Brief Bioinform. 2024 Nov 22;26(1). doi: 10.1093/bib/bbae708.
Bacterial resistance has emerged as one of the greatest threats to human health, and phages have shown tremendous potential in addressing the issue of drug-resistant bacteria by lysing host. The identification of phage-host interactions (PHI) is crucial for addressing bacterial infections. Some existing computational methods for predicting PHI are suboptimal in terms of prediction efficiency due to the limited types of available information. Despite the emergence of some supporting information, the generalizability of models using this information is limited by the small scale of the databases. Additionally, most existing models overlook the sparsity of association data, which severely impacts their predictive performance as well. In this study, we propose a dual-view sparse network model (DSPHI) to predict PHI, which leverages logical probability theory and network sparsification. Specifically, we first constructed similarity networks using the sequences of phages and hosts respectively, and then sparsified these networks, enabling the model to focus more on key information during the learning process, thereby improving prediction efficiency. Next, we utilize logical probability theory to compute high-order logical information between phages (hosts), which is known as mutual information.
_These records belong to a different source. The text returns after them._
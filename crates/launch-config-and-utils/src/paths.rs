//! File system paths for the harness.

use crate::{CoreError, CoreResult};
use std::path::PathBuf;

/// Manages file system paths for the harness.
#[derive(Debug, Clone)]
pub struct Paths {
    /// Base directory for harness files (~/.rmw-launch-test)
    base_dir: PathBuf,
}

impl Paths {
    /// Create a new Paths instance rooted at `~/.rmw-launch-test`.
    pub fn new() -> CoreResult<Self> {
        let home = dirs::home_dir()
            .ok_or_else(|| CoreError::Path("Could not determine home directory".to_string()))?;
        Ok(Self {
            base_dir: home.join(".rmw-launch-test"),
        })
    }

    /// Create a new Paths instance with a custom base directory.
    pub fn with_base_dir(base_dir: PathBuf) -> Self {
        Self { base_dir }
    }

    pub fn base_dir(&self) -> &PathBuf {
        &self.base_dir
    }

    /// Get the config file path (~/.rmw-launch-test/config.json).
    pub fn config_file(&self) -> PathBuf {
        self.base_dir.join("config.json")
    }

    /// Get the logs directory (~/.rmw-launch-test/logs).
    pub fn logs_dir(&self) -> PathBuf {
        self.base_dir.join("logs")
    }

    /// Get the structured log file (~/.rmw-launch-test/logs/launch-test.jsonl).
    pub fn log_file(&self) -> PathBuf {
        self.logs_dir().join("launch-test.jsonl")
    }

    /// Ensure all required directories exist.
    pub fn ensure_dirs(&self) -> CoreResult<()> {
        std::fs::create_dir_all(&self.base_dir)?;
        std::fs::create_dir_all(self.logs_dir())?;
        Ok(())
    }
}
Subsequently, we connect this information in node form to the sparse phage (host) similarity network, resulting in a phage (host) heterogeneous network that better integrates the two information views, thereby reducing the complexity of model computation and enhancing information aggregation capabilities. The hidden features of phages and hosts are explored through graph learning algorithms. Experimental results demonstrate that mutual information is effective information in predicting PHI, and the sparsification procedure of similarity networks significantly improves the model's predictive performance.
细菌耐药性已成为对人类健康的最大威胁之一,而噬菌体在通过裂解宿主解决耐药菌问题方面显示出巨大潜力。噬菌体-宿主相互作用(PHI)的识别对于解决细菌感染至关重要。由于可用信息类型有限,一些现有的预测PHI的计算方法在预测效率方面并不理想。尽管出现了一些支持信息,但使用这些信息的模型的通用性受到数据库规模小的限制。此外,大多数现有模型忽略了关联数据的稀疏性,这也严重影响了它们的预测性能。在本研究中,我们提出了一种双视图稀疏网络模型(DSPHI)来预测PHI,该模型利用逻辑概率理论和网络稀疏化。具体而言,我们首先分别使用噬菌体和宿主的序列构建相似性网络,然后对这些网络进行稀疏化,使模型在学习过程中更关注关键信息,从而提高预测效率。接下来,我们利用逻辑概率理论计算噬菌体(宿主)之间的高阶逻辑信息,即互信息。随后,我们将此信息以节点形式连接到稀疏的噬菌体(宿主)相似性网络,形成一个更好地整合两种信息视图的噬菌体(宿主)异质网络,从而降低模型计算的复杂性并增强信息聚合能力。通过图学习算法探索噬菌体和宿主的隐藏特征。实验结果表明,互信息是预测PHI的有效信息,相似性网络的稀疏化过程显著提高了模型的预测性能。